<<<<

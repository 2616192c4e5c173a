// This Source Code Form is subject to the terms of the Mozilla Public
// License, v. 2.0. If a copy of the MPL was not distributed with this
// file, You can obtain one at https://mozilla.org/MPL/2.0/.

/// This file contains code for testing purposes only. Note that it's only
/// included in `lib.rs` with a `#[cfg(test)]` guard. The purpose of the
/// code in this file is to implement Connector and BgpConnection over
/// in-memory channels so the peering controller in `peering.rs` can be
/// driven step by step without touching the network.
use crate::{
    connection::{
        BgpConnection, ConnectRequest, ConnectionId, Connector, PendingConnect,
    },
    error::Error,
    log::connection_log,
    messages::Message,
    peering::PeeringEvent,
};
use bgp_common::lock;
use slog::Logger;
use std::{
    collections::BTreeMap,
    net::SocketAddr,
    sync::{
        atomic::{AtomicBool, Ordering},
        mpsc::Sender,
        Arc, Mutex,
    },
};

type EventTx = Sender<PeeringEvent<BgpConnectionChannel>>;

#[derive(Default)]
struct ConnectorState {
    requests: Vec<(u64, ConnectRequest)>,
    attempts: BTreeMap<u64, (PendingConnect, ConnectRequest, EventTx)>,
    fail_next: Option<Error>,
}

/// A connector whose attempts are completed or failed by the test. It
/// records every request it is handed.
#[derive(Clone)]
pub struct ConnectorChannel {
    state: Arc<Mutex<ConnectorState>>,
    log: Logger,
}

impl ConnectorChannel {
    pub fn new(log: Logger) -> Self {
        Self {
            state: Arc::new(Mutex::new(ConnectorState::default())),
            log,
        }
    }

    pub fn requests(&self) -> Vec<(u64, ConnectRequest)> {
        lock!(self.state).requests.clone()
    }

    pub fn last_attempt(&self) -> Option<u64> {
        lock!(self.state).requests.last().map(|(a, _)| *a)
    }

    pub fn is_cancelled(&self, attempt: u64) -> bool {
        lock!(self.state)
            .attempts
            .get(&attempt)
            .map(|(pending, _, _)| pending.is_cancelled())
            .unwrap_or(false)
    }

    /// Make the next `connect_tcp` call fail synchronously with `err`.
    pub fn fail_next(&self, err: Error) {
        lock!(self.state).fail_next = Some(err);
    }

    /// Complete `attempt` with a new connection. The cancel flag is not
    /// consulted, so a late completion can be simulated.
    pub fn complete(&self, attempt: u64) -> ChannelPeer {
        let (req, event_tx) = {
            let state = lock!(self.state);
            let (_, req, tx) = state
                .attempts
                .get(&attempt)
                .expect("completing unknown attempt");
            (req.clone(), tx.clone())
        };
        let conn = BgpConnectionChannel {
            id: ConnectionId::next(),
            peer: req.peer,
            sent: Arc::new(Mutex::new(Vec::new())),
            closed: Arc::new(AtomicBool::new(false)),
            event_tx: event_tx.clone(),
            log: self.log.clone(),
        };
        let remote = ChannelPeer {
            id: conn.id,
            sent: conn.sent.clone(),
            closed: conn.closed.clone(),
            event_tx: event_tx.clone(),
        };
        event_tx
            .send(PeeringEvent::Connected { attempt, conn })
            .expect("send connected");
        remote
    }

    pub fn fail(&self, attempt: u64, reason: &str) {
        let state = lock!(self.state);
        let (_, _, tx) = state
            .attempts
            .get(&attempt)
            .expect("failing unknown attempt");
        tx.send(PeeringEvent::ConnectFailed {
            attempt,
            reason: reason.into(),
        })
        .expect("send connect failed");
    }
}

impl Connector for ConnectorChannel {
    type Connection = BgpConnectionChannel;

    fn connect_tcp(
        &self,
        attempt: u64,
        req: ConnectRequest,
        event_tx: EventTx,
    ) -> Result<PendingConnect, Error> {
        let mut state = lock!(self.state);
        state.requests.push((attempt, req.clone()));
        if let Some(e) = state.fail_next.take() {
            return Err(e);
        }
        let pending = PendingConnect::new();
        state
            .attempts
            .insert(attempt, (pending.clone(), req, event_tx));
        Ok(pending)
    }
}

/// The peering's side of a channel connection.
pub struct BgpConnectionChannel {
    id: ConnectionId,
    peer: SocketAddr,
    sent: Arc<Mutex<Vec<Message>>>,
    closed: Arc<AtomicBool>,
    event_tx: EventTx,
    log: Logger,
}

impl BgpConnection for BgpConnectionChannel {
    fn id(&self) -> ConnectionId {
        self.id
    }

    fn peer(&self) -> SocketAddr {
        self.peer
    }

    fn send(&self, msg: Message) -> Result<(), Error> {
        if self.closed.load(Ordering::Relaxed) {
            return Err(Error::NotConnected);
        }
        connection_log!(self, debug, "send {}", msg.title());
        lock!(self.sent).push(msg);
        Ok(())
    }

    fn close(&self) {
        if self.closed.swap(true, Ordering::Relaxed) {
            return;
        }
        connection_log!(self, debug, "close");
        let event = PeeringEvent::Closed {
            conn: self.id,
            disconnect: false,
        };
        if let Err(e) = self.event_tx.send(event) {
            connection_log!(self, debug, "send close event: {e}");
        }
    }
}

/// The remote end of a channel connection, held by the test.
pub struct ChannelPeer {
    pub id: ConnectionId,
    sent: Arc<Mutex<Vec<Message>>>,
    closed: Arc<AtomicBool>,
    event_tx: EventTx,
}

impl ChannelPeer {
    /// Messages the peering has sent on this connection so far.
    pub fn sent(&self) -> Vec<Message> {
        lock!(self.sent).clone()
    }

    pub fn is_closed(&self) -> bool {
        self.closed.load(Ordering::Relaxed)
    }

    /// Deliver `msg` to the peering as if it arrived from the peer.
    pub fn deliver(&self, msg: impl Into<Message>) {
        self.event_tx
            .send(PeeringEvent::Message {
                conn: self.id,
                msg: msg.into(),
            })
            .expect("deliver message");
    }

    /// Drop the connection from the peer's side.
    pub fn disconnect(&self) {
        if self.closed.swap(true, Ordering::Relaxed) {
            return;
        }
        self.event_tx
            .send(PeeringEvent::Closed {
                conn: self.id,
                disconnect: true,
            })
            .expect("send disconnect");
    }
}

>>>>

▶ [Task instructions]: The string "requests" marks the lines to copy; report each of them from the data above.

▶ [Written solution]:
    requests: Vec<(u64, ConnectRequest)>,
    pub fn requests(&self) -> Vec<(u64, ConnectRequest)> {
        lock!(self.state).requests.clone()
        lock!(self.state).requests.last().map(|(a, _)| *a)
        state.requests.push((attempt, req.clone()));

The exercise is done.